(Collected data)

*** Block opens ***

//! Client TLS configuration.
//!
//! Strict servers get ordinary certificate verification against either
//! the webpki root set or a caller-supplied CA bundle; the peer
//! certificate must match the configured hostname or the handshake
//! fails. Opportunistic servers get no verification at all: the
//! connection is encrypted but unauthenticated by design.

use crate::identity::DotServerConfig;
use crate::{Result, TransportError};
use rustls::client::danger::{
    HandshakeSignatureValid, ServerCertVerified, ServerCertVerifier,
};
use rustls::crypto::CryptoProvider;
use rustls::pki_types::{CertificateDer, ServerName, UnixTime};
use rustls::{ClientConfig, DigitallySignedStruct, RootCertStore, SignatureScheme};
use std::io::BufReader;
use std::net::IpAddr;
use std::sync::Arc;

/// Builds the client configuration for one server.
pub fn client_config(server: &DotServerConfig) -> Result<Arc<ClientConfig>> {
    let config = if server.hostname.is_some() {
        let roots = root_store(server.ca_pem.as_deref())?;
        ClientConfig::builder()
            .with_root_certificates(roots)
            .with_no_client_auth()
    } else {
        ClientConfig::builder()
            .dangerous()
            .with_custom_certificate_verifier(Arc::new(AcceptAnyCertificate::new()))
            .with_no_client_auth()
    };
    Ok(Arc::new(config))
}

/// The SNI / verification name for one server.
pub fn server_name(server: &DotServerConfig) -> Result<ServerName<'static>> {
    match &server.hostname {
        Some(hostname) => ServerName::try_from(hostname.clone())
            .map_err(|_| TransportError::TlsConfig(format!("invalid server name {hostname:?}"))),
        None => Ok(ServerName::IpAddress(pki_ip(server.addr.ip()))),
    }
}

fn pki_ip(ip: IpAddr) -> rustls::pki_types::IpAddr {
    rustls::pki_types::IpAddr::from(ip)
}

fn root_store(ca_pem: Option<&str>) -> Result<RootCertStore> {
    let mut roots = RootCertStore::empty();
    match ca_pem {
        Some(pem) => {
            let mut reader = BufReader::new(pem.as_bytes());
            let certs: Vec<CertificateDer<'static>> = rustls_pemfile::certs(&mut reader)
                .collect::<std::result::Result<_, _>>()
                .map_err(|e| TransportError::TlsConfig(format!("bad CA bundle: {e}")))?;
            if certs.is_empty() {
                return Err(TransportError::TlsConfig("empty CA bundle".into()));
            }
            for cert in certs {
                roots
                    .add(cert)
                    .map_err(|e| TransportError::TlsConfig(format!("bad CA certificate: {e}")))?;
            }
        }
        None => {
            roots.extend(webpki_roots::TLS_SERVER_ROOTS.iter().cloned());
        }
    }
    Ok(roots)
}

/// Verifier for opportunistic mode: accepts any certificate and skips
/// the name check entirely.
#[derive(Debug)]
struct AcceptAnyCertificate {
    schemes: Vec<SignatureScheme>,
}

impl AcceptAnyCertificate {
    fn new() -> Self {
        let schemes = CryptoProvider::get_default()
            .map(|provider| {
                provider
                    .signature_verification_algorithms
                    .supported_schemes()
            })
            .unwrap_or_else(|| {
                rustls::crypto::ring::default_provider()
                    .signature_verification_algorithms
                    .supported_schemes()
            });
        Self { schemes }
    }
}

impl ServerCertVerifier for AcceptAnyCertificate {
    fn verify_server_cert(
        &self,
        _end_entity: &CertificateDer<'_>,
        _intermediates: &[CertificateDer<'_>],
        _server_name: &ServerName<'_>,
        _ocsp_response: &[u8],
        _now: UnixTime,
    ) -> std::result::Result<ServerCertVerified, rustls::Error> {
        Ok(ServerCertVerified::assertion())
    }

    fn verify_tls12_signature(
        &self,
        _message: &[u8],
        _cert: &CertificateDer<'_>,
        _dss: &DigitallySignedStruct,
    ) -> std::result::Result<HandshakeSignatureValid, rustls::Error> {
        Ok(HandshakeSignatureValid::assertion())
    }

    fn verify_tls13_signature(
        &self,
        _message: &[u8],
        _cert: &CertificateDer<'_>,
        _dss: &DigitallySignedStruct,
    ) -> std::result::Result<HandshakeSignatureValid, rustls::Error> {
        Ok(HandshakeSignatureValid::assertion())
    }

    fn supported_verify_schemes(&self) -> Vec<SignatureScheme> {
        self.schemes.clone()
    }
}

*** Block closes ***

# Task description
Which lines in the records contain the word "bundle"? Copy each one.

# Answer box
//! the webpki root set or a caller-supplied CA bundle; the peer
                .map_err(|e| TransportError::TlsConfig(format!("bad CA bundle: {e}")))?;
                return Err(TransportError::TlsConfig("empty CA bundle".into()));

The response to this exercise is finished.